* **THE TASK**: Starting at the top of the entries below, print each line exactly until the line with "use vidqa_core::script::capture_script;" has been printed too.
START RECORDS SUPPLIED
//! Handlers for the audit pipeline endpoints.
//!
//! `POST /audits` runs the whole pipeline synchronously: stage the
//! uploaded video, forward it to the remote service, wait for remote
//! processing, issue the single inference call, parse the findings, and
//! store the outcome in the session's last-result slot. The result
//! endpoints read that slot and render it as JSON or CSV.

use std::sync::Arc;

use axum::extract::{Multipart, State};
use axum::http::{HeaderMap, StatusCode};
use axum::response::IntoResponse;
use axum::Json;
use serde::Serialize;
use tokio_util::sync::CancellationToken;
use uuid::Uuid;
use vidqa_core::csv::report_to_csv;
use vidqa_core::error::CoreError;
use vidqa_core::prompt::build_audit_prompt;
use vidqa_core::report::{parse_report, AuditIssue};
use vidqa_core::run::RunOutcome;
use vidqa_core::script::capture_script;
use vidqa_core::severity::{Highlight, Severity, UnknownSeverityPolicy};

use crate::config::{DEFAULT_VIDEO_MIME, VIDEO_EXTENSIONS};
use crate::error::{AppError, AppResult};
use crate::response::DataResponse;
use crate::staging::StagedVideo;
use crate::state::{session_from_headers, AppState};

// ---------------------------------------------------------------------------
// Response types
// ---------------------------------------------------------------------------

/// One finding row plus its presentation emphasis.
///
/// The highlight is computed from the severity label and never alters
/// the row content.
#[derive(Debug, Serialize)]
pub struct IssueView {
    #[serde(flatten)]
    pub issue: AuditIssue,
    pub severity_class: Severity,
    pub highlight: Highlight,
}

/// The session's current audit outcome, as rendered to the frontend.
///
/// `clean`, `not_run`, and `parse_failure` are deliberately distinct
/// statuses: an empty findings array is a successful "clean audit".
#[derive(Debug, Serialize)]
#[serde(tag = "status", rename_all = "snake_case")]
pub enum OutcomeView {
    NotRun,
    Clean,
    Findings { rows: Vec<IssueView> },
    ParseFailure { raw: String, message: String },
    Failed { message: String },
}

/// Envelope pairing an outcome with the session it belongs to.
#[derive(Debug, Serialize)]
pub struct SessionOutcome {
    pub session_id: Uuid,
    #[serde(flatten)]
    pub outcome: OutcomeView,
}

fn outcome_view(outcome: &RunOutcome, policy: UnknownSeverityPolicy) -> OutcomeView {
    match outcome {
        RunOutcome::NotRun => OutcomeView::NotRun,
        RunOutcome::Clean => OutcomeView::Clean,
        RunOutcome::Findings { rows } => OutcomeView::Findings {
            rows: rows
                .iter()
                .map(|issue| {
                    let class = Severity::classify(&issue.severity);
                    IssueView {
                        issue: issue.clone(),
                        severity_class: class,
                        highlight: class.highlight(policy),
                    }
                })
                .collect(),
        },
        RunOutcome::ParseFailure { raw, message } => OutcomeView::ParseFailure {
            raw: raw.clone(),
            message: message.clone(),
        },
        RunOutcome::RunFailed { message } => OutcomeView::Failed {
            message: message.clone(),
        },
    }
}

// ---------------------------------------------------------------------------
// Run audit
// ---------------------------------------------------------------------------

/// Multipart fields collected from the upload form.
#[derive(Default)]
struct RunInput {
    video_name: Option<String>,
    video_bytes: Option<Vec<u8>>,
    script_text: Option<String>,
    script_file: Option<Vec<u8>>,
    model: Option<String>,
}

/// POST /api/v1/audits
///
/// Multipart fields: `video` (file, required), `script` (text) or
/// `script_file` (file), `model` (text, free-text override). Runs the
/// full pipeline and replaces the session's last result. A response-
/// shape failure from the model is a stored outcome, not an HTTP error;
/// upload/processing/inference failures surface as HTTP errors after
/// recording a failed run.
pub async fn run_audit(
    State(state): State<AppState>,
    headers: HeaderMap,
    multipart: Multipart,
) -> AppResult<(StatusCode, Json<DataResponse<SessionOutcome>>)> {
    let session = session_from_headers(&headers);
    let input = collect_input(multipart).await?;

    let video_bytes = input
        .video_bytes
        .ok_or_else(|| CoreError::MissingInput("A video file is required".to_string()))?;
    let video_name = input.video_name.unwrap_or_else(|| "video.mp4".to_string());

    if let Some(ext) = video_name.rsplit('.').next() {
        if !VIDEO_EXTENSIONS.contains(&ext.to_lowercase().as_str()) {
            tracing::debug!(name = %video_name, "Unusual video extension, proceeding anyway");
        }
    }

    let script = capture_script(input.script_text.as_deref(), input.script_file.as_deref())?;

    let model = match input.model.filter(|m| !m.trim().is_empty()) {
        Some(m) => m,
        None => state
            .sessions
            .model(session)
            .await
            .unwrap_or_else(|| state.config.default_model.clone()),
    };

    tracing::info!(
        %session,
        video = %video_name,
        model = %model,
        scripted = script.is_some(),
        "Starting audit run",
    );

    let outcome = match execute_run(&state, &video_name, video_bytes, script.as_deref(), &model).await
    {
        Ok(outcome) => outcome,
        Err(err) => {
            // The run is over; record the failure before surfacing it.
            state
                .sessions
                .set_outcome(
                    session,
                    RunOutcome::RunFailed {
                        message: err.to_string(),
                    },
                )
                .await;
            return Err(err);
        }
    };

    state.sessions.set_outcome(session, outcome.clone()).await;

    Ok((
        StatusCode::OK,
        Json(DataResponse {
            data: SessionOutcome {
                session_id: session,
                outcome: outcome_view(&outcome, state.config.unknown_severity_policy),
            },
        }),
    ))
}

/// Drain the multipart stream into a [`RunInput`].
async fn collect_input(mut multipart: Multipart) -> AppResult<RunInput> {
    let mut input = RunInput::default();

    while let Some(field) = multipart
        .next_field()
        .await
        .map_err(|e| AppError::BadRequest(e.to_string()))?
    {
        let name = field.name().unwrap_or_default().to_string();
        match name.as_str() {
            "video" => {
                input.video_name = field.file_name().map(str::to_string);
                input.video_bytes = Some(
                    field
                        .bytes()
                        .await
                        .map_err(|e| AppError::BadRequest(e.to_string()))?
                        .to_vec(),
                );
            }
            "script" => {
                input.script_text = Some(
                    field
                        .text()
                        .await
                        .map_err(|e| AppError::BadRequest(e.to_string()))?,
                );
            }
            "script_file" => {
                input.script_file = Some(
                    field
                        .bytes()
                        .await
                        .map_err(|e| AppError::BadRequest(e.to_string()))?
                        .to_vec(),
                );
            }
            "model" => {
                input.model = Some(
                    field
                        .text()
                        .await
                        .map_err(|e| AppError::BadRequest(e.to_string()))?,
                );
            }
            other => {
                tracing::debug!(field = %other, "Ignoring unknown multipart field");
            }
        }
    }

    Ok(input)
}

/// The stage -> upload -> poll -> infer -> parse pipeline for one run.
///
/// The upload is served from the staged temp file, which is dropped
/// (and removed) as soon as the remote handle exists; the remote copy
/// is deleted fire-and-forget after the inference call returns.
async fn execute_run(
    state: &AppState,
    video_name: &str,
    video_bytes: Vec<u8>,
    script: Option<&str>,
    model: &str,
) -> AppResult<RunOutcome> {
    let staged = StagedVideo::create(&state.config.staging_dir, video_name, &video_bytes)
        .await
        .map_err(|e| AppError::InternalError(format!("Failed to stage video: {e}")))?;
    // The staged file is now the source of truth for the upload.
    drop(video_bytes);

    let staged_bytes = tokio::fs::read(staged.path())
        .await
        .map_err(|e| AppError::InternalError(format!("Failed to read staged video: {e}")))?;
    let uploaded = state
        .remote
        .upload_video(staged_bytes, video_name, DEFAULT_VIDEO_MIME)
        .await?;

    // Remote handle obtained; the local copy has served its purpose.
    drop(staged);

    let cancel = CancellationToken::new();
    let ready = state.remote.await_processing(uploaded, &cancel).await?;

    let prompt = build_audit_prompt(script);
    let raw = state.remote.run_audit(&ready, &prompt, model).await?;

    // Storage-quota cleanup; a failure here must not fail the run.
    let remote = Arc::clone(&state.remote);
    let remote_name = ready.name.clone();
    tokio::spawn(async move {
        if let Err(e) = remote.delete_video(&remote_name).await {
            tracing::warn!(name = %remote_name, error = %e, "Failed to delete remote video");
        }
    });

    Ok(match parse_report(&raw) {
        Ok(rows) if rows.is_empty() => RunOutcome::Clean,
        Ok(rows) => RunOutcome::Findings { rows },
        Err(e) => RunOutcome::ParseFailure {
            raw: e.raw,
            message: e.message,
        },
    })
}

// ---------------------------------------------------------------------------
// Current result
// ---------------------------------------------------------------------------

/// GET /api/v1/audits/current
///
/// The session's last run outcome. Fresh sessions report `not_run`.
pub async fn current_result(
    State(state): State<AppState>,
    headers: HeaderMap,
) -> AppResult<Json<DataResponse<SessionOutcome>>> {
    let session = session_from_headers(&headers);
    let outcome = state.sessions.outcome(session).await;

    Ok(Json(DataResponse {
        data: SessionOutcome {
            session_id: session,
            outcome: outcome_view(&outcome, state.config.unknown_severity_policy),
        },
    }))
}

// ---------------------------------------------------------------------------
// CSV export
// ---------------------------------------------------------------------------

/// GET /api/v1/audits/current/export
///
/// The current findings as a CSV attachment. A clean audit exports a
/// header-only file; sessions without a parsed result get a 400.
pub async fn export_csv(
    State(state): State<AppState>,
    headers: HeaderMap,
) -> AppResult<impl IntoResponse> {
    let session = session_from_headers(&headers);
    let outcome = state.sessions.outcome(session).await;

    let Some(rows) = outcome.rows() else {
        return Err(AppError::BadRequest(
            "No audit result available to export".to_string(),
        ));
    };

    let csv_output = report_to_csv(rows);

    Ok(axum::response::Response::builder()
        .status(200)
        .header("Content-Type", "text/csv; charset=utf-8")
        .header(
            "Content-Disposition",
            "attachment; filename=\"qa-audit-log.csv\"",
        )
        .body(axum::body::Body::from(csv_output))
        .map_err(|e| AppError::InternalError(e.to_string()))?
        .into_response())
}
pub mod audits;
pub mod models;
END RECORDS SUPPLIED
* **ANSWER FOR THIS EXERCISE**:
//! Handlers for the audit pipeline endpoints.
//!
//! `POST /audits` runs the whole pipeline synchronously: stage the
//! uploaded video, forward it to the remote service, wait for remote
//! processing, issue the single inference call, parse the findings, and
//! store the outcome in the session's last-result slot. The result
//! endpoints read that slot and render it as JSON or CSV.

use std::sync::Arc;

use axum::extract::{Multipart, State};
use axum::http::{HeaderMap, StatusCode};
use axum::response::IntoResponse;
use axum::Json;
use serde::Serialize;
use tokio_util::sync::CancellationToken;
use uuid::Uuid;
use vidqa_core::csv::report_to_csv;
use vidqa_core::error::CoreError;
use vidqa_core::prompt::build_audit_prompt;
use vidqa_core::report::{parse_report, AuditIssue};
use vidqa_core::run::RunOutcome;
use vidqa_core::script::capture_script;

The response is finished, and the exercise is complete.